Ese cambio, quizá se generó, y sedimentó, en él la consciencia de que no somos compartimentos estancos, como figuras que encajan en una casilla que se cree asignada, o la primera que se encuentra que suministra ilusión o sensación de estabilidad, sino que somos muda y transformación. Nuestra mirada no se adapta o encaja en una realidad predeterminada, sino que nuestra mirada se transforma porque nunca deja de ser interrogante. Tal vez sea verdad que la forma y la figura nos vienen dadas y no las podemos cambiar, pero ¿tampoco podremos conseguir la iluminación progresiva de nuestra mente?

 

Esa consciencia de que el ser humano se estanca prontamente, en un escenario cuadriculado, en su propia autocomplacencia, en la trivial rutina, se manifiesta, en diversos fragmentos, en la consideración del desperdicio de la existencia. Cómo la vida se puede hipotecar en unos propósitos que nunca se materializan, en planes que pensamos realizar algún día porque pensamos que la vida no termina, o que nuestro cuerpo no se deteriora, y nos atrofiamos con la apatía o vanos quehaceres, meros trámites en la confortable burbuja de las rutinas establecidas. Pasamos la mayor parte del tiempo comiendo, bebiendo, haciendo nuestras necesidades fisiológicas, hablando y caminando. En eso se nos va la mayor parte de la vida. El tiempo que todo esto nos deja libre es bastante poco, y sólo los mentecatos dejarían pasar esos breves instantes, días o meses, haciendo cosas inútiles, hablando de cosas vanas y pensando en otras superfluas; viviendo en definitiva una vida estéril. Por eso, considera la juventud la edad en la que nos destruimos, por esa inconsciencia, por la ofuscación en la volubilidad, dominados por energías que nos superan. Su energía y sentimientos son tan irresistibles que los llevan a oponerse a todo. Después, sienten vergüenza y envidia a los demás. Pasan los días viviendo a merced del vendaval de sus volubles sentimientos. En ocasiones, recurre a la ironía a través de la observación que puede parecer trivial: Uno no debe llevarse a la nariz los cuernos tiernos de un venado para olerlos, porque tienen unos insectos diminutos que penetran por la nariz y consumen el cerebro. Para comprender su implicación, resulta importante la esclarecedora nota: Los cuernos tiernos del gamo solían emplearse como fármacos excitantes.

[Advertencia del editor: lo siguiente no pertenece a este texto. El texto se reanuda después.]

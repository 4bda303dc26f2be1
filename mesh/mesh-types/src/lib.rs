//! Polygon mesh types for integrity checking.
//!
//! This crate provides a small, read-mostly polygon mesh model:
//!
//! - [`PolyMesh`] - An n-gon mesh with indexed vertices and optional per-face UVs
//! - [`Polygon`] - One face: vertex indices plus optional UV indices
//! - [`MeshAdjacency`] - Stable edge numbering with edge-to-face and vertex-to-edge lookups
//! - [`Uv`] - A texture coordinate and its integer tile
//!
//! Geometric predicates live in [`polygon`] (area, starlike test) and [`uv`]
//! (texture-space overlap detection).
//!
//! # Layer 0 Crate
//!
//! This is a Layer 0 crate with **zero Bevy dependencies**. It can be used in:
//! - CLI tools
//! - DCC plugins
//! - Servers
//!
//! # Edge Numbering
//!
//! Edges are numbered in the order they are first encountered while walking
//! faces in index order, and each face's boundary in winding order. The same
//! mesh always yields the same numbering.
//!
//! # Example
//!
//! ```
//! use mesh_types::{MeshAdjacency, PolyMesh};
//!
//! let quad = PolyMesh::unit_quad();
//! let adjacency = MeshAdjacency::build(&quad.faces);
//!
//! assert_eq!(adjacency.edge_count(), 4);
//! assert_eq!(adjacency.boundary_edge_count(), 4);
//! ```

#![warn(missing_docs)]
#![warn(clippy::all)]
#![warn(clippy::pedantic)]
// Safety: Deny unwrap/expect in library code. Tests may use them (workspace warns).
#![cfg_attr(not(test), deny(clippy::unwrap_used, clippy::expect_used))]

mod adjacency;
mod error;
mod mesh;
pub mod polygon;
pub mod uv;

pub use adjacency::MeshAdjacency;
pub use error::{MeshError, MeshResult};
pub use mesh::{PolyMesh, Polygon};
pub use uv::{Uv, overlapping_faces};

// Re-export nalgebra types for convenience
pub use nalgebra::{Point2, Point3, Vector3};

De ahí que insista, entre las múltiples observaciones, en la toma de consciencia de la fugacidad del tiempo. En la condición efímera de la existencia. En cómo hay que aprovechar cada momento presente, y no emplazar nada a un difuso futuro. La realidad que dabas por cierta e inmutable puede desmoronarse en cualquier instante, cuando menos lo esperes: Aquí y allá se ven basamentos de piedra que sobresalen del terreno, pero nadie sabe con certeza a qué edificio pertenecían. Así, pues, en este mundo es difícil hacer planes para un futuro que no va a conocer. Como también puede desvanecerse la misma presencia de quien amabas. Y al detener la vista en ciertos objetos usados por esas personas que ya no existen y ver que estos siguen existiendo, impasibles, siento muchas tristeza. Por esa liberación del aprecio de lo superfluo, y el discernimiento de la vivencia fundamental que implica la contemplación, la desolación que puede suscitar la consciencia de la finitud y la pérdida puede iluminarse con el disfrute de la belleza de lo efímero, del esplendor de lo vivo, de lo que es presente, porque lo que es presente puede implicar futuro o no, porque no se sabe cuándo el presente dejará de ser. Por eso, lo fundamental es degustar cada instante como si fuera el primero y el último, y nunca vivir con el equipaje de los propósitos sino con la desnudez del acto de realización

Si nunca desaparecieran las gotas de rocío en Adashino, si se mantuviera inmóvil el humo de la colina de Toribe y viviésemos eternamente, sin cambio ni transformación, ¿nos conmovería el frágil y delicado encanto de las cosas? Las cosas son bellas precisamente porque son quebradizas y pasajeras. La efímera no llega a ver la noche del día en que nació ¿Y no muere la cigarra del estío sin conocer la primavera ni el otoño?.